Dataset entries
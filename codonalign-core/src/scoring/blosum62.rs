//! BLOSUM62 restricted to the reference residue alphabet
//! (`ARNDCQEGHILKMFPSTWYV`, then `X` and `*`).

use crate::seq::amino::{AminoAcid, AMINO_ACID_COUNT};

#[rustfmt::skip]
const BLOSUM62: [[i8; AMINO_ACID_COUNT]; AMINO_ACID_COUNT] = [
    //A   R   N   D   C   Q   E   G   H   I   L   K   M   F   P   S   T   W   Y   V   X   *
    [ 4, -1, -2, -2,  0, -1, -1,  0, -2, -1, -1, -1, -1, -2, -1,  1,  0, -3, -2,  0,  0, -4], // A
    [-1,  5,  0, -2, -3,  1,  0, -2,  0, -3, -2,  2, -1, -3, -2, -1, -1, -3, -2, -3, -1, -4], // R
    [-2,  0,  6,  1, -3,  0,  0,  0,  1, -3, -3,  0, -2, -3, -2,  1,  0, -4, -2, -3, -1, -4], // N
    [-2, -2,  1,  6, -3,  0,  2, -1, -1, -3, -4, -1, -3, -3, -1,  0, -1, -4, -3, -3, -1, -4], // D
    [ 0, -3, -3, -3,  9, -3, -4, -3, -3, -1, -1, -3, -1, -2, -3, -1, -1, -2, -2, -1, -2, -4], // C
    [-1,  1,  0,  0, -3,  5,  2, -2,  0, -3, -2,  1,  0, -3, -1,  0, -1, -2, -1, -2, -1, -4], // Q
    [-1,  0,  0,  2, -4,  2,  5, -2,  0, -3, -3,  1, -2, -3, -1,  0, -1, -3, -2, -2, -1, -4], // E
    [ 0, -2,  0, -1, -3, -2, -2,  6, -2, -4, -4, -2, -3, -3, -2,  0, -2, -2, -3, -3, -1, -4], // G
    [-2,  0,  1, -1, -3,  0,  0, -2,  8, -3, -3, -1, -2, -1, -2, -1, -2, -2,  2, -3, -1, -4], // H
    [-1, -3, -3, -3, -1, -3, -3, -4, -3,  4,  2, -3,  1,  0, -3, -2, -1, -3, -1,  3, -1, -4], // I
    [-1, -2, -3, -4, -1, -2, -3, -4, -3,  2,  4, -2,  2,  0, -3, -2, -1, -2, -1,  1, -1, -4], // L
    [-1,  2,  0, -1, -3,  1,  1, -2, -1, -3, -2,  5, -1, -3, -1,  0, -1, -3, -2, -2, -1, -4], // K
    [-1, -1, -2, -3, -1,  0, -2, -3, -2,  1,  2, -1,  5,  0, -2, -1, -1, -1, -1,  1, -1, -4], // M
    [-2, -3, -3, -3, -2, -3, -3, -3, -1,  0,  0, -3,  0,  6, -4, -2, -2,  1,  3, -1, -1, -4], // F
    [-1, -2, -2, -1, -3, -1, -1, -2, -2, -3, -3, -1, -2, -4,  7, -1, -1, -4, -3, -2, -2, -4], // P
    [ 1, -1,  1,  0, -1,  0,  0,  0, -1, -2, -2,  0, -1, -2, -1,  4,  1, -3, -2, -2,  0, -4], // S
    [ 0, -1,  0, -1, -1, -1, -1, -2, -2, -1, -1, -1, -1, -2, -1,  1,  5, -2, -2,  0,  0, -4], // T
    [-3, -3, -4, -4, -2, -2, -3, -2, -2, -3, -2, -3, -1,  1, -4, -3, -2, 11,  2, -3, -2, -4], // W
    [-2, -2, -2, -3, -2, -1, -2, -3,  2, -1, -1, -2, -1,  3, -3, -2, -2,  2,  7, -1, -1, -4], // Y
    [ 0, -3, -3, -3, -1, -2, -2, -3, -3,  3,  1, -2,  1, -1, -2, -2,  0, -3, -1,  4, -1, -4], // V
    [ 0, -1, -1, -1, -2, -1, -1, -1, -1, -1, -1, -1, -1, -1, -2,  0,  0, -2, -1, -1, -1, -4], // X
    [-4, -4, -4, -4, -4, -4, -4, -4, -4, -4, -4, -4, -4, -4, -4, -4, -4, -4, -4, -4, -4,  1], // *
];

#[inline]
pub fn score(a: AminoAcid, b: AminoAcid) -> i32 {
    BLOSUM62[a.index()][b.index()] as i32
}

#[cfg(test)]
mod tests {
    use super::*;

    #[test]
    fn symmetric() {
        for a in AminoAcid::ALL {
            for b in AminoAcid::ALL {
                assert_eq!(score(a, b), score(b, a), "{a}/{b}");
            }
        }
    }

    #[test]
    fn known_values() {
        assert_eq!(score(AminoAcid::M, AminoAcid::M), 5);
        assert_eq!(score(AminoAcid::W, AminoAcid::W), 11);
        assert_eq!(score(AminoAcid::I, AminoAcid::M), 1);
        assert_eq!(score(AminoAcid::Stop, AminoAcid::Stop), 1);
        assert_eq!(score(AminoAcid::G, AminoAcid::M), -3);
    }
}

The task
Exact copies of all the records are required.

Written solution
filename codonalign-core/src/scoring/blosum62.rs
//! BLOSUM62 restricted to the reference residue alphabet
//! (`ARNDCQEGHILKMFPSTWYV`, then `X` and `*`).

use crate::seq::amino::{AminoAcid, AMINO_ACID_COUNT};

#[rustfmt::skip]
const BLOSUM62: [[i8; AMINO_ACID_COUNT]; AMINO_ACID_COUNT] = [
    //A   R   N   D   C   Q   E   G   H   I   L   K   M   F   P   S   T   W   Y   V   X   *
    [ 4, -1, -2, -2,  0, -1, -1,  0, -2, -1, -1, -1, -1, -2, -1,  1,  0, -3, -2,  0,  0, -4], // A
    [-1,  5,  0, -2, -3,  1,  0, -2,  0, -3, -2,  2, -1, -3, -2, -1, -1, -3, -2, -3, -1, -4], // R
    [-2,  0,  6,  1, -3,  0,  0,  0,  1, -3, -3,  0, -2, -3, -2,  1,  0, -4, -2, -3, -1, -4], // N
    [-2, -2,  1,  6, -3,  0,  2, -1, -1, -3, -4, -1, -3, -3, -1,  0, -1, -4, -3, -3, -1, -4], // D
    [ 0, -3, -3, -3,  9, -3, -4, -3, -3, -1, -1, -3, -1, -2, -3, -1, -1, -2, -2, -1, -2, -4], // C
    [-1,  1,  0,  0, -3,  5,  2, -2,  0, -3, -2,  1,  0, -3, -1,  0, -1, -2, -1, -2, -1, -4], // Q
    [-1,  0,  0,  2, -4,  2,  5, -2,  0, -3, -3,  1, -2, -3, -1,  0, -1, -3, -2, -2, -1, -4], // E
    [ 0, -2,  0, -1, -3, -2, -2,  6, -2, -4, -4, -2, -3, -3, -2,  0, -2, -2, -3, -3, -1, -4], // G
    [-2,  0,  1, -1, -3,  0,  0, -2,  8, -3, -3, -1, -2, -1, -2, -1, -2, -2,  2, -3, -1, -4], // H
    [-1, -3, -3, -3, -1, -3, -3, -4, -3,  4,  2, -3,  1,  0, -3, -2, -1, -3, -1,  3, -1, -4], // I
    [-1, -2, -3, -4, -1, -2, -3, -4, -3,  2,  4, -2,  2,  0, -3, -2, -1, -2, -1,  1, -1, -4], // L
    [-1,  2,  0, -1, -3,  1,  1, -2, -1, -3, -2,  5, -1, -3, -1,  0, -1, -3, -2, -2, -1, -4], // K
    [-1, -1, -2, -3, -1,  0, -2, -3, -2,  1,  2, -1,  5,  0, -2, -1, -1, -1, -1,  1, -1, -4], // M
    [-2, -3, -3, -3, -2, -3, -3, -3, -1,  0,  0, -3,  0,  6, -4, -2, -2,  1,  3, -1, -1, -4], // F
    [-1, -2, -2, -1, -3, -1, -1, -2, -2, -3, -3, -1, -2, -4,  7, -1, -1, -4, -3, -2, -2, -4], // P
    [ 1, -1,  1,  0, -1,  0,  0,  0, -1, -2, -2,  0, -1, -2, -1,  4,  1, -3, -2, -2,  0, -4], // S
    [ 0, -1,  0, -1, -1, -1, -1, -2, -2, -1, -1, -1, -1, -2, -1,  1,  5, -2, -2,  0,  0, -4], // T
    [-3, -3, -4, -4, -2, -2, -3, -2, -2, -3, -2, -3, -1,  1, -4, -3, -2, 11,  2, -3, -2, -4], // W
    [-2, -2, -2, -3, -2, -1, -2, -3,  2, -1, -1, -2, -1,  3, -3, -2, -2,  2,  7, -1, -1, -4], // Y
    [ 0, -3, -3, -3, -1, -2, -2, -3, -3,  3,  1, -2,  1, -1, -2, -2,  0, -3, -1,  4, -1, -4], // V
    [ 0, -1, -1, -1, -2, -1, -1, -1, -1, -1, -1, -1, -1, -1, -2,  0,  0, -2, -1, -1, -1, -4], // X
    [-4, -4, -4, -4, -4, -4, -4, -4, -4, -4, -4, -4, -4, -4, -4, -4, -4, -4, -4, -4, -4,  1], // *
];

#[inline]
pub fn score(a: AminoAcid, b: AminoAcid) -> i32 {
    BLOSUM62[a.index()][b.index()] as i32
}

#[cfg(test)]
mod tests {
    use super::*;

    #[test]
    fn symmetric() {
        for a in AminoAcid::ALL {
            for b in AminoAcid::ALL {
                assert_eq!(score(a, b), score(b, a), "{a}/{b}");
            }
        }
    }

    #[test]
    fn known_values() {
        assert_eq!(score(AminoAcid::M, AminoAcid::M), 5);
        assert_eq!(score(AminoAcid::W, AminoAcid::W), 11);
        assert_eq!(score(AminoAcid::I, AminoAcid::M), 1);
        assert_eq!(score(AminoAcid::Stop, AminoAcid::Stop), 1);
        assert_eq!(score(AminoAcid::G, AminoAcid::M), -3);
    }
}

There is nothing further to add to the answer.